START MATERIAL PROVIDED

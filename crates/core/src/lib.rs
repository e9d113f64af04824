//! Domain types and pure logic for the BinWatch trash-bin monitoring client.
//!
//! Nothing in this crate performs I/O. The session, live-channel, REST and
//! dashboard crates all build on these types.

pub mod auth;
pub mod error;
pub mod geo;
pub mod history;
pub mod sensor;
pub mod token;
pub mod types;
pub mod urgency;
pub mod validation;
//! Fixed-interval refresh tasks.
//!
//! A [`Poller`] runs a refresh closure on a `tokio::time::interval` until it
//! is stopped or dropped. The first refresh happens immediately. Refreshes
//! are not coordinated with the live channel: whichever source writes last
//! wins.

use std::future::Future;
use std::time::Duration;

use tokio::sync::watch;
use tokio::task::JoinHandle;
use tokio::time::MissedTickBehavior;
use tokio_util::sync::CancellationToken;

use crate::error::ViewError;

/// How often sensor history is refetched.
pub const HISTORY_POLL_INTERVAL: Duration = Duration::from_secs(10);

/// How often the latest-per-bin snapshot is refetched.
pub const LATEST_POLL_INTERVAL: Duration = Duration::from_secs(15);

/// Handle to a running refresh loop.
///
/// Failed refreshes are published as the current error (the banner) and
/// the loop keeps going; the next successful refresh clears it. An expired
/// session stops the loop, since retrying cannot succeed.
pub struct Poller {
    name: &'static str,
    cancel: CancellationToken,
    errors: watch::Receiver<Option<ViewError>>,
    task: Option<JoinHandle<()>>,
}

impl Poller {
    pub fn spawn<F, Fut>(name: &'static str, every: Duration, mut refresh: F) -> Self
    where
        F: FnMut() -> Fut + Send + 'static,
        Fut: Future<Output = Result<(), ViewError>> + Send + 'static,
    {
        let cancel = CancellationToken::new();
        let (tx, errors) = watch::channel(None);
        let token = cancel.clone();

        let task = tokio::spawn(async move {
            tracing::info!(poller = name, interval_ms = every.as_millis() as u64, "Poller started");
            let mut interval = tokio::time::interval(every);
            interval.set_missed_tick_behavior(MissedTickBehavior::Delay);

            loop {
                tokio::select! {
                    _ = token.cancelled() => {
                        tracing::info!(poller = name, "Poller stopping");
                        break;
                    }
                    _ = interval.tick() => {
                        match refresh().await {
                            Ok(()) => {
                                tx.send_if_modified(|current| current.take().is_some());
                            }
                            Err(ViewError::SessionExpired) => {
                                tracing::warn!(poller = name, "Session expired; poller stopping");
                                tx.send_replace(Some(ViewError::SessionExpired));
                                break;
                            }
                            Err(e) => {
                                tracing::warn!(poller = name, error = %e, "Refresh failed");
                                tx.send_replace(Some(e));
                            }
                        }
                    }
                }
            }
        });

        Self {
            name,
            cancel,
            errors,
            task: Some(task),
        }
    }

    pub fn name(&self) -> &'static str {
        self.name
    }

    /// The error from the most recent refresh, if it failed.
    pub fn last_error(&self) -> Option<ViewError> {
        self.errors.borrow().clone()
    }

    pub fn watch_errors(&self) -> watch::Receiver<Option<ViewError>> {
        self.errors.clone()
    }

    pub fn is_running(&self) -> bool {
        self.task.as_ref().is_some_and(|t| !t.is_finished())
    }

    /// Signal the loop to stop. An in-flight refresh runs to completion.
    pub fn stop(&self) {
        self.cancel.cancel();
    }

    /// Stop and wait for the loop to exit.
    pub async fn shutdown(mut self) {
        self.cancel.cancel();
        if let Some(task) = self.task.take() {
            if let Err(e) = task.await {
                tracing::error!(poller = self.name, error = %e, "Poller task panicked");
            }
        }
    }
}

impl Drop for Poller {
    fn drop(&mut self) {
        self.cancel.cancel();
    }
}

#[cfg(test)]
mod tests {
    use std::sync::atomic::{AtomicUsize, Ordering};
    use std::sync::Arc;

    use super::*;

    const TICK: Duration = Duration::from_millis(20);

    #[tokio::test]
    async fn refreshes_immediately_and_repeatedly() {
        let count = Arc::new(AtomicUsize::new(0));
        let c = count.clone();
        let poller = Poller::spawn("test", TICK, move || {
            c.fetch_add(1, Ordering::SeqCst);
            async { Ok(()) }
        });

        tokio::time::sleep(TICK * 4).await;
        poller.shutdown().await;

        let seen = count.load(Ordering::SeqCst);
        assert!(seen >= 2, "expected several refreshes, got {seen}");

        tokio::time::sleep(TICK * 3).await;
        assert_eq!(count.load(Ordering::SeqCst), seen);
    }

    #[tokio::test]
    async fn failure_sets_banner_and_success_clears_it() {
        let count = Arc::new(AtomicUsize::new(0));
        let c = count.clone();
        let poller = Poller::spawn("flaky", TICK, move || {
            let n = c.fetch_add(1, Ordering::SeqCst);
            async move {
                if n == 0 {
                    Err(ViewError::Fetch("Failed to load bins".into()))
                } else {
                    Ok(())
                }
            }
        });

        let mut errors = poller.watch_errors();
        errors.changed().await.unwrap();
        assert_eq!(
            *errors.borrow_and_update(),
            Some(ViewError::Fetch("Failed to load bins".into()))
        );
        errors.changed().await.unwrap();
        assert_eq!(*errors.borrow(), None);
        assert!(poller.is_running());
    }

    #[tokio::test]
    async fn expired_session_stops_the_loop() {
        let poller = Poller::spawn("guarded", TICK, || async { Err(ViewError::SessionExpired) });

        tokio::time::sleep(TICK * 3).await;
        assert_eq!(poller.last_error(), Some(ViewError::SessionExpired));
        assert!(!poller.is_running());
    }

    #[tokio::test]
    async fn drop_cancels() {
        let count = Arc::new(AtomicUsize::new(0));
        let c = count.clone();
        let poller = Poller::spawn("dropped", TICK, move || {
            c.fetch_add(1, Ordering::SeqCst);
            async { Ok(()) }
        });
        tokio::time::sleep(TICK).await;
        drop(poller);

        tokio::time::sleep(TICK * 2).await;
        let settled = count.load(Ordering::SeqCst);
        tokio::time::sleep(TICK * 3).await;
        assert_eq!(count.load(Ordering::SeqCst), settled);
    }
}
//! Frame loop for one live connection.
//!
//! Reads inbound frames and dispatches them through the
//! [`TopicRegistry`], while writing queued outbound frames. Handlers run
//! on this task one at a time, each to completion before the next frame
//! is read.

use futures::{SinkExt, StreamExt};
use tokio::sync::mpsc;
use tokio_tungstenite::tungstenite::Message;
use tokio_util::sync::CancellationToken;

use crate::client::WsStream;
use crate::messages::parse_inbound;
use crate::registry::TopicRegistry;

/// Why [`run_session`] returned.
#[derive(Debug, Clone, Copy, PartialEq, Eq)]
pub enum SessionEnd {
    /// The owner closed the channel.
    Cancelled,
    /// The server closed the socket or the transport failed.
    Disconnected,
}

/// Drive one connection until it ends.
pub async fn run_session(
    ws_stream: &mut WsStream,
    registry: &TopicRegistry,
    outbound: &mut mpsc::UnboundedReceiver<String>,
    cancel: &CancellationToken,
) -> SessionEnd {
    loop {
        tokio::select! {
            _ = cancel.cancelled() => {
                if let Err(e) = ws_stream.close(None).await {
                    tracing::debug!(error = %e, "Error sending close frame");
                }
                return SessionEnd::Cancelled;
            }
            Some(json) = outbound.recv() => {
                if let Err(e) = ws_stream.send(Message::Text(json)).await {
                    tracing::error!(error = %e, "Failed to send outbound frame");
                    return SessionEnd::Disconnected;
                }
            }
            msg = ws_stream.next() => {
                match msg {
                    Some(Ok(Message::Text(text))) => {
                        handle_text_frame(&text, registry);
                    }
                    Some(Ok(Message::Binary(_))) => {
                        tracing::trace!("Ignoring binary frame");
                    }
                    Some(Ok(Message::Ping(_) | Message::Pong(_) | Message::Frame(_))) => {
                        // Handled automatically by tungstenite.
                    }
                    Some(Ok(Message::Close(frame))) => {
                        tracing::info!(?frame, "Server closed live channel");
                        return SessionEnd::Disconnected;
                    }
                    Some(Err(e)) => {
                        tracing::error!(error = %e, "Live channel receive error");
                        return SessionEnd::Disconnected;
                    }
                    None => {
                        tracing::info!("Live channel stream exhausted");
                        return SessionEnd::Disconnected;
                    }
                }
            }
        }
    }
}

/// Parse one text frame and fan it out. Malformed frames are logged and
/// dropped.
pub fn handle_text_frame(text: &str, registry: &TopicRegistry) -> usize {
    match parse_inbound(text) {
        Ok(message) => {
            let invoked = registry.dispatch(&message);
            tracing::trace!(topic = %message.topic, invoked, "Dispatched live frame");
            invoked
        }
        Err(e) => {
            tracing::warn!(error = %e, raw_message = %text, "Dropping malformed live frame");
            0
        }
    }
}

END MATERIAL PROVIDED

→ **WORK TO COMPLETE**: Give only the lines from the one holding "pub mod history;" through the one holding "let mut interval", each restated exactly as it appears above.

→ **OUTPUT**:
pub mod history;
pub mod sensor;
pub mod token;
pub mod types;
pub mod urgency;
pub mod validation;
//! Fixed-interval refresh tasks.
//!
//! A [`Poller`] runs a refresh closure on a `tokio::time::interval` until it
//! is stopped or dropped. The first refresh happens immediately. Refreshes
//! are not coordinated with the live channel: whichever source writes last
//! wins.

use std::future::Future;
use std::time::Duration;

use tokio::sync::watch;
use tokio::task::JoinHandle;
use tokio::time::MissedTickBehavior;
use tokio_util::sync::CancellationToken;

use crate::error::ViewError;

/// How often sensor history is refetched.
pub const HISTORY_POLL_INTERVAL: Duration = Duration::from_secs(10);

/// How often the latest-per-bin snapshot is refetched.
pub const LATEST_POLL_INTERVAL: Duration = Duration::from_secs(15);

/// Handle to a running refresh loop.
///
/// Failed refreshes are published as the current error (the banner) and
/// the loop keeps going; the next successful refresh clears it. An expired
/// session stops the loop, since retrying cannot succeed.
pub struct Poller {
    name: &'static str,
    cancel: CancellationToken,
    errors: watch::Receiver<Option<ViewError>>,
    task: Option<JoinHandle<()>>,
}

impl Poller {
    pub fn spawn<F, Fut>(name: &'static str, every: Duration, mut refresh: F) -> Self
    where
        F: FnMut() -> Fut + Send + 'static,
        Fut: Future<Output = Result<(), ViewError>> + Send + 'static,
    {
        let cancel = CancellationToken::new();
        let (tx, errors) = watch::channel(None);
        let token = cancel.clone();

        let task = tokio::spawn(async move {
            tracing::info!(poller = name, interval_ms = every.as_millis() as u64, "Poller started");
            let mut interval = tokio::time::interval(every);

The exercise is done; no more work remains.